Достаточно сравнить схоластическую систему догматической философии с идеей нового богословия в двух его частях: богословская наука и христианская философия, чтобы видеть все убожество схоластической системы, все превосходство христианской философии пред старой догматической (умозрительной) философией. Но если мы представим себе догматическую, или умозрительную философию в возможной чистоте от старых схоластических приемов мысли, все же она не может быть христианской философией. Христианская философия, как дисциплина, отличная от специальных богословских наук, должна быть единою для всех частей христианской мысли, всеобъемлющею. Между тем догматическая, умозрительная система не может иметь такого всеобъемлющего значения. Именно: она не вмещает в себе нравственно-духовного опыта.

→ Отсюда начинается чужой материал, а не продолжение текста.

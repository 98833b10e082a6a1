//! Channel selection state machine
//!
//! One state per channel index. An active button sample advances the index
//! (wrapping at the channel count) only when the debounce interval has
//! passed since the previous accepted transition.
//!
//! Holding the button past the debounce interval re-triggers once per
//! interval. This is interval gating, not single-shot edge detection, and it
//! is what makes a long press scroll through channels.

use std::sync::atomic::{AtomicUsize, Ordering};
use std::sync::Arc;
use std::time::Duration;

use tokio::time::Instant;
use tracing::debug;

/// Current selection and the time of the last accepted transition
#[derive(Debug, Clone, Copy, PartialEq, Eq)]
pub struct SelectionState {
    pub current_index: usize,
    pub last_transition: Option<Instant>,
}

/// Debounced channel selector
#[derive(Debug)]
pub struct SelectionStateMachine {
    state: SelectionState,
    channel_count: usize,
    debounce: Duration,
}

impl SelectionStateMachine {
    /// Start at index 0
    ///
    /// # Panics
    ///
    /// Panics if `channel_count` is zero. Channel tables are never empty.
    pub fn new(channel_count: usize, debounce: Duration) -> Self {
        assert!(channel_count > 0, "selection needs at least one channel");
        Self {
            state: SelectionState {
                current_index: 0,
                last_transition: None,
            },
            channel_count,
            debounce,
        }
    }

    pub fn state(&self) -> SelectionState {
        self.state
    }

    pub fn current_index(&self) -> usize {
        self.state.current_index
    }

    /// Move to the next channel unconditionally
    pub fn advance(&mut self, now: Instant) -> usize {
        self.state.current_index = (self.state.current_index + 1) % self.channel_count;
        self.state.last_transition = Some(now);
        self.state.current_index
    }

    /// Feed one input sample; returns true when it caused a transition
    pub fn on_sample(&mut self, active: bool, now: Instant) -> bool {
        if !active {
            return false;
        }

        if let Some(last) = self.state.last_transition {
            if now.saturating_duration_since(last) < self.debounce {
                return false;
            }
        }

        let index = self.advance(now);
        debug!(index, "Channel selection advanced");
        true
    }
}

/// Single-writer, single-reader cell carrying the selected index between
/// the input task and the acquisition task
#[derive(Debug, Clone, Default)]
pub struct SharedSelection {
    index: Arc<AtomicUsize>,
}

impl SharedSelection {
    pub fn new() -> Self {
        Self::default()
    }

    pub fn publish(&self, index: usize) {
        self.index.store(index, Ordering::Release);
    }

    pub fn current(&self) -> usize {
        self.index.load(Ordering::Acquire)
    }
}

Богословская система, ставящая своим центром догматику, имеющая догматическую ориентировку, признает нравственное богословие в качестве практически-прикладной дисциплины. По как практически-прикладная дисциплина, нравственное богословие не заслуживает и названия науки. Отсюда презрение к нему у богословов старой школы. Даже в 1900 году проф. П. И. Горский-Платонов писал (Голос старого профессора стр. 16): «Богословие нравственное, богословие пастырское, только но преданию, идущему от средних веков (?), принято называть науками, хотя научного содержания эти якобы науки не имеют никакого. Они даже не сумели выработать для себя удовлетворительного названия. В самом деле theologia moraiis, theologia pastoralis – что это такое? Конечно, не нравственное учение о Боге, не пастырское учение о Боге, а скорее: Божие учение о нравственности. Божие, учение о пастырстве. Где же тут, или к чему тут пристроиться понятию о науке! Читай десять заповедей, читай ногорную беседу Спасителя, или: читай пастырские послания апостола Павла, читай Златоуста. А дальше что? Дальше пускайся, по мере дарования и охоты, в красноречие, в риторику, в пустословие».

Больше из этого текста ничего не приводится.